Folding both resources into a single conditioned statement is the most
common mistake: the tag condition then applies to the document as well,
which fails (AccessDenied … on resource: …document/SSM-SessionManager RunShell) even though the instance is allowed. Keep them separate.
To allow all tagged instances in the account, drop the instance
condition (the document statement is unchanged either way).
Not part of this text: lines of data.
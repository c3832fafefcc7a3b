//! Tenant identifiers
//!
//! A tenant identifier doubles as subdomain and schema name, so the rules
//! are strict: 2 to 24 lowercase ASCII letters or digits. Input is
//! normalized (trimmed, lowercased) before validation so that lookups are
//! case-insensitive.

use serde::{Deserialize, Serialize};
use std::fmt;
use std::str::FromStr;

/// Minimum identifier length after normalization.
pub const MIN_IDENTIFIER_LEN: usize = 2;

/// Maximum identifier length after normalization.
pub const MAX_IDENTIFIER_LEN: usize = 24;

/// Validated, normalized tenant identifier.
#[derive(Debug, Clone, PartialEq, Eq, PartialOrd, Ord, Hash, Serialize, Deserialize)]
#[serde(try_from = "String", into = "String")]
pub struct TenantId(String);

impl TenantId {
    /// Normalize and validate a raw identifier.
    pub fn parse(raw: &str) -> Result<Self, InvalidTenantId> {
        let normalized = raw.trim().to_ascii_lowercase();

        if normalized.len() < MIN_IDENTIFIER_LEN || normalized.len() > MAX_IDENTIFIER_LEN {
            return Err(InvalidTenantId::Length(normalized));
        }
        if !normalized
            .bytes()
            .all(|b| b.is_ascii_lowercase() || b.is_ascii_digit())
        {
            return Err(InvalidTenantId::Charset(normalized));
        }

        Ok(Self(normalized))
    }

    /// Identifier as a string slice.
    pub fn as_str(&self) -> &str {
        &self.0
    }
}

impl fmt::Display for TenantId {
    fn fmt(&self, f: &mut fmt::Formatter<'_>) -> fmt::Result {
        f.write_str(&self.0)
    }
}

impl AsRef<str> for TenantId {
    fn as_ref(&self) -> &str {
        &self.0
    }
}

impl FromStr for TenantId {
    type Err = InvalidTenantId;

    fn from_str(s: &str) -> Result<Self, Self::Err> {
        Self::parse(s)
    }
}

impl TryFrom<String> for TenantId {
    type Error = InvalidTenantId;

    fn try_from(value: String) -> Result<Self, Self::Error> {
        Self::parse(&value)
    }
}

impl From<TenantId> for String {
    fn from(id: TenantId) -> Self {
        id.0
    }
}

/// Identifier validation failure.
#[derive(Debug, Clone, PartialEq, Eq, thiserror::Error)]
pub enum InvalidTenantId {
    /// Outside the 2..=24 character bounds.
    #[error("identifier must be {MIN_IDENTIFIER_LEN} to {MAX_IDENTIFIER_LEN} characters: {0:?}")]
    Length(String),

    /// Contains characters other than lowercase letters and digits.
    #[error("identifier may only contain lowercase letters and digits: {0:?}")]
    Charset(String),
}

#[cfg(test)]
mod tests {
    use super::*;

    #[test]
    fn test_parse_normalizes() {
        let id = TenantId::parse("  Acme42 ").unwrap();
        assert_eq!(id.as_str(), "acme42");
    }

    #[test]
    fn test_parse_rejects_bad_input() {
        assert!(matches!(
            TenantId::parse("a"),
            Err(InvalidTenantId::Length(_))
        ));
        assert!(matches!(
            TenantId::parse("a".repeat(25).as_str()),
            Err(InvalidTenantId::Length(_))
        ));
        assert!(matches!(
            TenantId::parse("acme-corp"),
            Err(InvalidTenantId::Charset(_))
        ));
        assert!(matches!(
            TenantId::parse("acme corp"),
            Err(InvalidTenantId::Charset(_))
        ));
    }

    #[test]
    fn test_serde_validates_on_deserialize() {
        let ok: TenantId = serde_json::from_str("\"acme\"").unwrap();
        assert_eq!(ok.as_str(), "acme");

        let err = serde_json::from_str::<TenantId>("\"not valid!\"");
        assert!(err.is_err());
    }
}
ssm:DescribeInstanceInformation does not support resource-level
scoping, so it is *.
Create the role with the trust policy as its assume-role policy and
attach the permission policy. Note the role ARN —
arn:aws:iam::<account>:role/periscope-node-shell.
4c. Multi-account fleets
ssm:StartSession is account-local — you cannot open a session on an
instance in account B with a role in account A. So each AWS account
whose nodes you want to shell needs its own OIDC provider + role. The
same id_token federates into every account that trusts the issuer
(one login, no re-auth). Wire each cluster's role per cluster (§5).
A copy-paste Terraform module that creates the OIDC provider + role +
both policies lives in
hack/poc-ssm-data-channel/terraform
(set enable_oidc=true); it's the executable form of the JSON above.
5. Wire it into Periscope's Helm values
nodeShell:
enabled: true
# Single-account fleet: one global role covers every cluster's nodes.
awsRoleArn: "arn:aws:iam::<account>:role/periscope-node-shell"
# The id_token aud the trust policy expects = your OIDC client_id.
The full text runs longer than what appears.